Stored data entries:

------------------------------------------------------------------------

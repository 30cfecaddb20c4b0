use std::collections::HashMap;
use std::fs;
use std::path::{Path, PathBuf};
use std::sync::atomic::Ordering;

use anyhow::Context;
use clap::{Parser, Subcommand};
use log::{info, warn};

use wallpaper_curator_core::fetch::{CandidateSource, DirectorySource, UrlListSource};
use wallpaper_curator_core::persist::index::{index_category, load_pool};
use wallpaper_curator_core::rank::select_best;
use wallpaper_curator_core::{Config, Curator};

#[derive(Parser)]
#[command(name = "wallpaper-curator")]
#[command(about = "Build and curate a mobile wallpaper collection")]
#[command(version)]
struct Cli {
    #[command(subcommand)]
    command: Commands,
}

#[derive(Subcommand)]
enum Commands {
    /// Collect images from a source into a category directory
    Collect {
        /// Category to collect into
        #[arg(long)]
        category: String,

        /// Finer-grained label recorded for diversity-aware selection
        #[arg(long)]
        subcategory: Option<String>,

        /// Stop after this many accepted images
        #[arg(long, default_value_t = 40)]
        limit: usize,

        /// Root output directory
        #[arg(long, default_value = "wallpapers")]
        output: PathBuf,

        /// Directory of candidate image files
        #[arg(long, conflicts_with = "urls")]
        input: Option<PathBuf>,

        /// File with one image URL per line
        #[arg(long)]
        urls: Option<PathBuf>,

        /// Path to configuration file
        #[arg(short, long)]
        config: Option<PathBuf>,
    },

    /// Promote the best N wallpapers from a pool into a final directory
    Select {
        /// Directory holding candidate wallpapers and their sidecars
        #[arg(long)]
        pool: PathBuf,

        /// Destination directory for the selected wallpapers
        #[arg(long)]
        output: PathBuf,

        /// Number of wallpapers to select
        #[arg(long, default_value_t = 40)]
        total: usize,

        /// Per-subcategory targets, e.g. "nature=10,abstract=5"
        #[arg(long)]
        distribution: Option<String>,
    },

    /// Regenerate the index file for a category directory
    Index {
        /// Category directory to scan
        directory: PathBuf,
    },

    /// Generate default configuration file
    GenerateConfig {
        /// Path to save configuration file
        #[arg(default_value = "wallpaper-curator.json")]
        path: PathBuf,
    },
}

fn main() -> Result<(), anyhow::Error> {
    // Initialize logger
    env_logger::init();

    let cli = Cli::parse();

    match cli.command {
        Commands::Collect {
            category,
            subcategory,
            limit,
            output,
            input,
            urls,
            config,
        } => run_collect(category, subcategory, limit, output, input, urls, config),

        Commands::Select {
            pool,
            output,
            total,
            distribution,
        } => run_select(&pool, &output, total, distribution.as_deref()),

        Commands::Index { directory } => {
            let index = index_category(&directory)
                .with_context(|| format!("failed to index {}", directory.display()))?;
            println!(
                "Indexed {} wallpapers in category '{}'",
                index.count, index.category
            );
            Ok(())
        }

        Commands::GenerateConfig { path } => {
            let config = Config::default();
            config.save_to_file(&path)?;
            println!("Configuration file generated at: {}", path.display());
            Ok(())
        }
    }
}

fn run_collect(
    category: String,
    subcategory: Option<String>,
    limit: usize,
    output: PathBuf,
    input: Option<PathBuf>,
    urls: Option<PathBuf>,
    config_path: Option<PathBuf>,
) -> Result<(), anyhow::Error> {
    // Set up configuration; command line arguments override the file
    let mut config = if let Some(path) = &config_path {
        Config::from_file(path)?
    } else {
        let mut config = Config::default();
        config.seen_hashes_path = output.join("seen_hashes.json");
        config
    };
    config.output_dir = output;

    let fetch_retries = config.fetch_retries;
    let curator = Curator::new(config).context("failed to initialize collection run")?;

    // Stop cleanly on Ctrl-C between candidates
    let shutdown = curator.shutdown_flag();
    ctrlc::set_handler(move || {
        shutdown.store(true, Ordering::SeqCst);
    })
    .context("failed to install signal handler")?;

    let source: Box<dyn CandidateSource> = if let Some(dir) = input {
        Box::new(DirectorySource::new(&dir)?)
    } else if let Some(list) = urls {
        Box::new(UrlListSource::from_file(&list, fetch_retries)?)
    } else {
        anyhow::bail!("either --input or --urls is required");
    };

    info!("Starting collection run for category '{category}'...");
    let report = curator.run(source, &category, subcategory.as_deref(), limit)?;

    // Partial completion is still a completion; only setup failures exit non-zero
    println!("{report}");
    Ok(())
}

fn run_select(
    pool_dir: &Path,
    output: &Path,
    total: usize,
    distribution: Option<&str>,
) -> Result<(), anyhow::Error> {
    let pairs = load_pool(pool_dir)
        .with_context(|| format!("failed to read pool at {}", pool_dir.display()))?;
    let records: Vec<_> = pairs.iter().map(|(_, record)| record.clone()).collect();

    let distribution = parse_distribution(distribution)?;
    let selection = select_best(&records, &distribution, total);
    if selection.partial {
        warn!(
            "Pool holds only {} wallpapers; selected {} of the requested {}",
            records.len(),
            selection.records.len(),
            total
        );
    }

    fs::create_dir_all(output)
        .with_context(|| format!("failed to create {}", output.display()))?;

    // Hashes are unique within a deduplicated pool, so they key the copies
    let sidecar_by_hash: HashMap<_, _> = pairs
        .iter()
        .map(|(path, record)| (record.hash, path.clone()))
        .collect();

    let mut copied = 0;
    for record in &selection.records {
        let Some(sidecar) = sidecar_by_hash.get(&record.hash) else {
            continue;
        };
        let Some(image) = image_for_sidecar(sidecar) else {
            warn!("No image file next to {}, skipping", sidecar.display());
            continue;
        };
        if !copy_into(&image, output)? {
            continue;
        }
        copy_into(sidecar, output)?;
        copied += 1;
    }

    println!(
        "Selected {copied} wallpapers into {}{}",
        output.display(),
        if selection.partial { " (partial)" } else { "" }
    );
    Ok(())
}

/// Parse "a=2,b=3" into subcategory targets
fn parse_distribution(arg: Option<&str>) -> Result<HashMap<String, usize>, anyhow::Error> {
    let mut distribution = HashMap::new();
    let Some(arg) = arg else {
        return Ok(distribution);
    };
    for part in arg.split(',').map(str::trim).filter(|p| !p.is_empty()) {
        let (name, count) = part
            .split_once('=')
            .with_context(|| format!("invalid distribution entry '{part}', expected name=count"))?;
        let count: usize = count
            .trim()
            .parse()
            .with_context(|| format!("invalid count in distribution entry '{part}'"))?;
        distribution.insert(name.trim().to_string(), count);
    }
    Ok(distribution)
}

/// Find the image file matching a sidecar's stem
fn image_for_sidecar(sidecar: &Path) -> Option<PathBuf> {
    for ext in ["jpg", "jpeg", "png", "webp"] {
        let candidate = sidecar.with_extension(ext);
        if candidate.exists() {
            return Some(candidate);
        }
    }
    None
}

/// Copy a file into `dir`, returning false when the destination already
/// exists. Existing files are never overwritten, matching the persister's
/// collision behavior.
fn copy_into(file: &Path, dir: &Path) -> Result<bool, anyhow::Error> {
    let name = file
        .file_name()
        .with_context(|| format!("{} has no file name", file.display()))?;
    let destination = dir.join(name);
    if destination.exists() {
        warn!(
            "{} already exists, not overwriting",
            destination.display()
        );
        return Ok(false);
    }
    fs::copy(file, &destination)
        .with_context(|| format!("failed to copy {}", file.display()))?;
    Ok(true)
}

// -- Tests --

------------------------------------------------------------------------

*Required action*
Check each line of the data above for the string "targets", and copy the ones that have it.

*Response to this task*
        /// Per-subcategory targets, e.g. "nature=10,abstract=5"
/// Parse "a=2,b=3" into subcategory targets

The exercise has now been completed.